# [Task to carry out]
Give back the listing word for word, from top to bottom.

═══ Data records

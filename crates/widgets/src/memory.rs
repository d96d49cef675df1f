//! In-memory collaborators for tests and local development.
//!
//! [`MemoryQueryEngine`] evaluates equality predicates, the date window and
//! the identity's marking scope over a fixed set of elements. It is not a
//! search engine: operators other than `eq`/`not_eq` match everything.

use std::collections::{BTreeMap, HashMap};
use std::sync::atomic::{AtomicBool, Ordering};
use std::sync::{Mutex, RwLock};

use async_trait::async_trait;
use chrono::{DateTime, Datelike, TimeZone, Utc};
use serde::Serialize;
use vantage_core::error::CoreError;
use vantage_core::filters::{Filter, FilterGroup, FilterMode, FilterNode, FilterOperator};
use vantage_core::identity::ScopedIdentity;
use vantage_core::markings::{MarkingDefinition, MarkingMap, SharingCeiling};
use vantage_core::query::{
    BookmarkQuery, CountQuery, DistributionItem, DistributionQuery, ElementPage, Interval,
    KnowledgeElement, ListQuery, NumberResult, OrderMode, TimeSeries, TimeSeriesPoint,
    TimeSeriesQuery, DEFAULT_DATE_ATTRIBUTE,
};
use vantage_core::types::{EntityId, Timestamp};

use crate::collaborators::{
    DashboardLookup, MarkingCatalog, PublishedDashboard, QueryEngine, SharingPolicy,
};

// ---------------------------------------------------------------------------
// Dashboards, markings, policy
// ---------------------------------------------------------------------------

#[derive(Default)]
pub struct MemoryDashboards {
    by_key: RwLock<HashMap<String, PublishedDashboard>>,
}

impl MemoryDashboards {
    pub fn insert(&self, dashboard: PublishedDashboard) {
        write(&self.by_key).insert(dashboard.uri_key.clone(), dashboard);
    }

    pub fn remove(&self, uri_key: &str) {
        write(&self.by_key).remove(uri_key);
    }
}

#[async_trait]
impl DashboardLookup for MemoryDashboards {
    async fn find_by_uri_key(
        &self,
        uri_key: &str,
    ) -> Result<Option<PublishedDashboard>, CoreError> {
        Ok(read(&self.by_key).get(uri_key).cloned())
    }
}

#[derive(Default)]
pub struct StaticMarkings {
    catalog: RwLock<MarkingMap>,
}

impl StaticMarkings {
    pub fn new(markings: impl IntoIterator<Item = MarkingDefinition>) -> Self {
        Self {
            catalog: RwLock::new(markings.into_iter().map(|m| (m.id, m)).collect()),
        }
    }

    pub fn insert(&self, marking: MarkingDefinition) {
        write(&self.catalog).insert(marking.id, marking);
    }

    pub fn remove(&self, id: EntityId) {
        write(&self.catalog).remove(&id);
    }
}

#[async_trait]
impl MarkingCatalog for StaticMarkings {
    async fn get_all(&self) -> Result<MarkingMap, CoreError> {
        Ok(read(&self.catalog).clone())
    }
}

/// Sharing ceiling held in memory. Unrestricted by default.
#[derive(Default)]
pub struct StaticPolicy {
    ceiling: RwLock<SharingCeiling>,
}

impl StaticPolicy {
    /// Configure a ceiling that resolves to `max`.
    pub fn set(&self, max: Vec<MarkingDefinition>) {
        *write(&self.ceiling) = SharingCeiling::Markings(max);
    }
}

#[async_trait]
impl SharingPolicy for StaticPolicy {
    async fn max_markings(&self) -> Result<SharingCeiling, CoreError> {
        Ok(read(&self.ceiling).clone())
    }
}

fn read<T>(lock: &RwLock<T>) -> std::sync::RwLockReadGuard<'_, T> {
    lock.read().unwrap_or_else(|e| e.into_inner())
}

fn write<T>(lock: &RwLock<T>) -> std::sync::RwLockWriteGuard<'_, T> {
    lock.write().unwrap_or_else(|e| e.into_inner())
}

// ---------------------------------------------------------------------------
// Query engine
// ---------------------------------------------------------------------------

/// One engine invocation, as seen by the engine.
#[derive(Debug, Clone)]
pub struct RecordedCall {
    pub primitive: &'static str,
    pub allowed_markings: Vec<EntityId>,
    pub query: serde_json::Value,
}

/// Elements with relationship ends set (`fromId`/`toId` attributes) are
/// relationships; everything else is an object.
#[derive(Default)]
pub struct MemoryQueryEngine {
    elements: RwLock<Vec<KnowledgeElement>>,
    calls: Mutex<Vec<RecordedCall>>,
    failing_pivot: Mutex<Option<String>>,
    ignore_scope: AtomicBool,
}
use sqlx::postgres::PgPoolOptions;

pub mod models;
pub mod repositories;

pub type DbPool = sqlx::PgPool;

/// Create a connection pool from a database URL.
pub async fn create_pool(database_url: &str) -> Result<DbPool, sqlx::Error> {
    PgPoolOptions::new()
        .max_connections(20)
        .connect(database_url)
        .await
}

/// Round-trip a trivial query to verify the pool is usable.
pub async fn health_check(pool: &DbPool) -> Result<(), sqlx::Error> {
    sqlx::query("SELECT 1").execute(pool).await?;
    Ok(())
}

/// Apply pending migrations from `db/migrations`.
pub async fn run_migrations(pool: &DbPool) -> Result<(), sqlx::migrate::MigrateError> {
    tracing::info!("Running database migrations");
    sqlx::migrate!("../../db/migrations").run(pool).await
}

══════

# [Written answer]
filename crates/widgets/src/memory.rs
repository d96d49cef675df1f
//! In-memory collaborators for tests and local development.
//!
//! [`MemoryQueryEngine`] evaluates equality predicates, the date window and
//! the identity's marking scope over a fixed set of elements. It is not a
//! search engine: operators other than `eq`/`not_eq` match everything.

use std::collections::{BTreeMap, HashMap};
use std::sync::atomic::{AtomicBool, Ordering};
use std::sync::{Mutex, RwLock};

use async_trait::async_trait;
use chrono::{DateTime, Datelike, TimeZone, Utc};
use serde::Serialize;
use vantage_core::error::CoreError;
use vantage_core::filters::{Filter, FilterGroup, FilterMode, FilterNode, FilterOperator};
use vantage_core::identity::ScopedIdentity;
use vantage_core::markings::{MarkingDefinition, MarkingMap, SharingCeiling};
use vantage_core::query::{
    BookmarkQuery, CountQuery, DistributionItem, DistributionQuery, ElementPage, Interval,
    KnowledgeElement, ListQuery, NumberResult, OrderMode, TimeSeries, TimeSeriesPoint,
    TimeSeriesQuery, DEFAULT_DATE_ATTRIBUTE,
};
use vantage_core::types::{EntityId, Timestamp};

use crate::collaborators::{
    DashboardLookup, MarkingCatalog, PublishedDashboard, QueryEngine, SharingPolicy,
};

// ---------------------------------------------------------------------------
// Dashboards, markings, policy
// ---------------------------------------------------------------------------

#[derive(Default)]
pub struct MemoryDashboards {
    by_key: RwLock<HashMap<String, PublishedDashboard>>,
}

impl MemoryDashboards {
    pub fn insert(&self, dashboard: PublishedDashboard) {
        write(&self.by_key).insert(dashboard.uri_key.clone(), dashboard);
    }

    pub fn remove(&self, uri_key: &str) {
        write(&self.by_key).remove(uri_key);
    }
}

#[async_trait]
impl DashboardLookup for MemoryDashboards {
    async fn find_by_uri_key(
        &self,
        uri_key: &str,
    ) -> Result<Option<PublishedDashboard>, CoreError> {
        Ok(read(&self.by_key).get(uri_key).cloned())
    }
}

#[derive(Default)]
pub struct StaticMarkings {
    catalog: RwLock<MarkingMap>,
}

impl StaticMarkings {
    pub fn new(markings: impl IntoIterator<Item = MarkingDefinition>) -> Self {
        Self {
            catalog: RwLock::new(markings.into_iter().map(|m| (m.id, m)).collect()),
        }
    }

    pub fn insert(&self, marking: MarkingDefinition) {
        write(&self.catalog).insert(marking.id, marking);
    }

    pub fn remove(&self, id: EntityId) {
        write(&self.catalog).remove(&id);
    }
}

#[async_trait]
impl MarkingCatalog for StaticMarkings {
    async fn get_all(&self) -> Result<MarkingMap, CoreError> {
        Ok(read(&self.catalog).clone())
    }
}

/// Sharing ceiling held in memory. Unrestricted by default.
#[derive(Default)]
pub struct StaticPolicy {
    ceiling: RwLock<SharingCeiling>,
}

impl StaticPolicy {
    /// Configure a ceiling that resolves to `max`.
    pub fn set(&self, max: Vec<MarkingDefinition>) {
        *write(&self.ceiling) = SharingCeiling::Markings(max);
    }
}

#[async_trait]
impl SharingPolicy for StaticPolicy {
    async fn max_markings(&self) -> Result<SharingCeiling, CoreError> {
        Ok(read(&self.ceiling).clone())
    }
}

fn read<T>(lock: &RwLock<T>) -> std::sync::RwLockReadGuard<'_, T> {
    lock.read().unwrap_or_else(|e| e.into_inner())
}

fn write<T>(lock: &RwLock<T>) -> std::sync::RwLockWriteGuard<'_, T> {
    lock.write().unwrap_or_else(|e| e.into_inner())
}

// ---------------------------------------------------------------------------
// Query engine
// ---------------------------------------------------------------------------

/// One engine invocation, as seen by the engine.
#[derive(Debug, Clone)]
pub struct RecordedCall {
    pub primitive: &'static str,
    pub allowed_markings: Vec<EntityId>,
    pub query: serde_json::Value,
}

/// Elements with relationship ends set (`fromId`/`toId` attributes) are
/// relationships; everything else is an object.
#[derive(Default)]
pub struct MemoryQueryEngine {
    elements: RwLock<Vec<KnowledgeElement>>,
    calls: Mutex<Vec<RecordedCall>>,
    failing_pivot: Mutex<Option<String>>,
    ignore_scope: AtomicBool,
}
use sqlx::postgres::PgPoolOptions;

pub mod models;
pub mod repositories;

pub type DbPool = sqlx::PgPool;

/// Create a connection pool from a database URL.
pub async fn create_pool(database_url: &str) -> Result<DbPool, sqlx::Error> {
    PgPoolOptions::new()
        .max_connections(20)
        .connect(database_url)
        .await
}

/// Round-trip a trivial query to verify the pool is usable.
pub async fn health_check(pool: &DbPool) -> Result<(), sqlx::Error> {
    sqlx::query("SELECT 1").execute(pool).await?;
    Ok(())
}

/// Apply pending migrations from `db/migrations`.
pub async fn run_migrations(pool: &DbPool) -> Result<(), sqlx::migrate::MigrateError> {
    tracing::info!("Running database migrations");
    sqlx::migrate!("../../db/migrations").run(pool).await
}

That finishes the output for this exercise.